Through the movement, Sampath and his volunteers have sown and distributed nearly 4 lakh palm seeds and distributed more than 2 lakh native saplings free of cost, turning a personal passion into a community-driven environmental movement.

An organic farmer cultivating his ancestral land in Thoravalur, Sampath is supported in his efforts by his wife, Devaki, and son, Karthik. While farming remains his livelihood, social service has become his life’s mission.

“Our family is originally from Thoravalur, but my father worked in the customs department. So I spent my childhood in Puducherry and Coimbatore,” Sampath Kumar recalled. “Even during my school days, I loved planting saplings. Along with my friends, I formed a group called ‘We Are For You’ (WAFY), and we planted trees whenever we could. The group dissolved after we completed school, but the passion stayed with me.”

After completing his college education in Chennai, he entered business in Coimbatore in 1995. Family circumstances, however, brought him back to his native village in 2012. A visit to the local government school soon changed the course of his life.

“The roof of the school building was damaged and I repaired it using my own money. Later, I learnt there was a shortage of teachers. I appointed three temporary teachers and paid their salaries for nearly four years. We also arranged evening tuition classes in five Scheduled Caste habitations,” he said.
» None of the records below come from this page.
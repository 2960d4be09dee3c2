//! adb subprocess supervision

use crate::error::{Error, Result};
use crate::platform;

use std::path::Path;
use std::process::{Child, ChildStdout, Command, ExitStatus, Stdio};

/// One running `adb shell` recording process
pub struct Session {
    child: Child,
    stdout: Option<ChildStdout>,
}

impl Session {
    /// Spawn `<adb> -s <serial> shell <command>`
    ///
    /// stdin and stderr are discarded; stdout carries the raw stream.
    pub fn spawn(adb_path: &Path, serial: &str, command: &str) -> Result<Self> {
        let mut cmd = Command::new(adb_path);
        cmd.arg("-s")
            .arg(serial)
            .arg("shell")
            .arg(command)
            .stdin(Stdio::null())
            .stdout(Stdio::piped())
            .stderr(Stdio::null());
        platform::configure_child(&mut cmd);

        let mut child = cmd.spawn().map_err(|source| Error::Spawn {
            program: adb_path.display().to_string(),
            source,
        })?;
        let stdout = child.stdout.take();

        tracing::info!("Started recording session on {} (pid {})", serial, child.id());

        Ok(Self { child, stdout })
    }

    /// Hand the output stream to the reader; `None` after the first call
    pub fn take_stdout(&mut self) -> Option<ChildStdout> {
        self.stdout.take()
    }

    pub fn pid(&self) -> u32 {
        self.child.id()
    }

    /// Whether the process has not exited yet
    pub fn is_alive(&mut self) -> bool {
        matches!(self.child.try_wait(), Ok(None))
    }

    /// Send the Ctrl-C equivalent
    pub fn interrupt(&self, helper: Option<&Path>) -> Result<()> {
        platform::send_interrupt(self.pid(), helper)
    }

    /// Kill the process and everything it started
    pub fn kill_tree(&mut self) -> Result<()> {
        let tree = platform::kill_process_tree(self.pid());
        // Covers the case where the group kill was refused
        if let Err(e) = self.child.kill() {
            if e.kind() != std::io::ErrorKind::InvalidInput {
                tracing::debug!("kill({}) failed: {}", self.pid(), e);
            }
        }
        tree
    }

    /// Wait for the process to exit
    pub fn reap(&mut self) -> Result<ExitStatus> {
        // Drop our end of the pipe first so a blocked writer cannot hold us up
        self.stdout = None;
        let status = self.child.wait()?;
        tracing::debug!("Recording session {} exited: {}", self.pid(), status);
        Ok(status)
    }
}

impl std::fmt::Debug for Session {
    fn fmt(&self, f: &mut std::fmt::Formatter<'_>) -> std::fmt::Result {
        f.debug_struct("Session").field("pid", &self.child.id()).finish()
    }
}

/// Run `<adb> connect <serial>` and log what it prints
///
/// The result is not interpreted; a failed connect shows up later as a
/// session that produces no output.
pub fn connect(adb_path: &Path, serial: &str) -> Result<()> {
    let mut cmd = Command::new(adb_path);
    cmd.arg("connect").arg(serial).stdin(Stdio::null());
    platform::configure_child(&mut cmd);

    let output = cmd.output().map_err(|source| Error::Spawn {
        program: adb_path.display().to_string(),
        source,
    })?;

    let stdout = String::from_utf8_lossy(&output.stdout);
    let stderr = String::from_utf8_lossy(&output.stderr);
    if !stdout.trim().is_empty() {
        tracing::info!("adb connect {}: {}", serial, stdout.trim());
    }
    if !stderr.trim().is_empty() {
        tracing::warn!("adb connect {}: {}", serial, stderr.trim());
    }
    if !output.status.success() {
        tracing::warn!("adb connect {} exited with {}", serial, output.status);
    }
    Ok(())
}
As his involvement in the village deepened, Sampath revived his old passion for tree planting with a few like-minded friends. What began as an informal effort gradually grew into an organised movement. On November 15, 2015, they founded the Gramiya Makkal Iyakkam, which was inaugurated by N Ramaswami, then Inspector General of Registration in Maharashtra. The organisation’s first initiative was to plant and maintain 5,000 saplings in the Tiruppur North Union. The palm tree soon became the movement’s defining symbol.

“Palm trees provide food, medicine and prevent soil erosion. Yet they have disappeared from many parts of Tamil Nadu,” Sampath said. “Every year, we collect palm fruits after June and sow the seeds from July until December. For four consecutive years, we never missed a single Sunday. Later, we resumed the work by hiring labourers for one day every week. The Green Tamil Nadu Mission also encouraged palm conservation, making our task easier,” he added.

“So far, we have sown and distributed around four lakh palm seeds,” he said. “Only about 20% have germinated because we cannot water them regularly. Whenever drought affects germination, we simply sow again.”

The movement’s efforts extend beyond palm trees. One of the organisation’s most visible achievements stands on the banks of the Thoravalur pond. A Miyawaki mini forest, created on a 25-cent plot using 2,500 saplings representing 60 native species, has transformed what was once open land into a thriving green patch. The project was inaugurated on November 15, 2017, by the then governor Banwarilal Purohit after the site was prepared by raising the ground level with a four-foot layer of soil.

Besides afforestation, the Gramiya Makkal Iyakkam undertakes plastic removal drives in lakes and ponds, works to improve local water bodies.

Sampath’s concern for water conservation also drew him into public activism. He was among the social activists who coordinated the protests demanding the implementation of the Athikadavu-Avinashi project, the Rs 1,900-crore scheme that now supplies water to 1,045 water bodies across Erode, Tiruppur and Coimbatore districts.

“It was a long-standing demand. Our 12-day hunger strike in February 2016 drew the government’s attention and the preliminary work began only afterwards,” he said. “However, around 1,400 water bodies are yet to be covered under the first phase. We continue to urge the government to implement the second phase.”

For Sampath, the measure of success is not merely the number of seeds sown, but the trees that endure. And so, even after a decade, he continues to return to the banks of village ponds, carrying another sack of palm seeds and the hope that the next one might take root.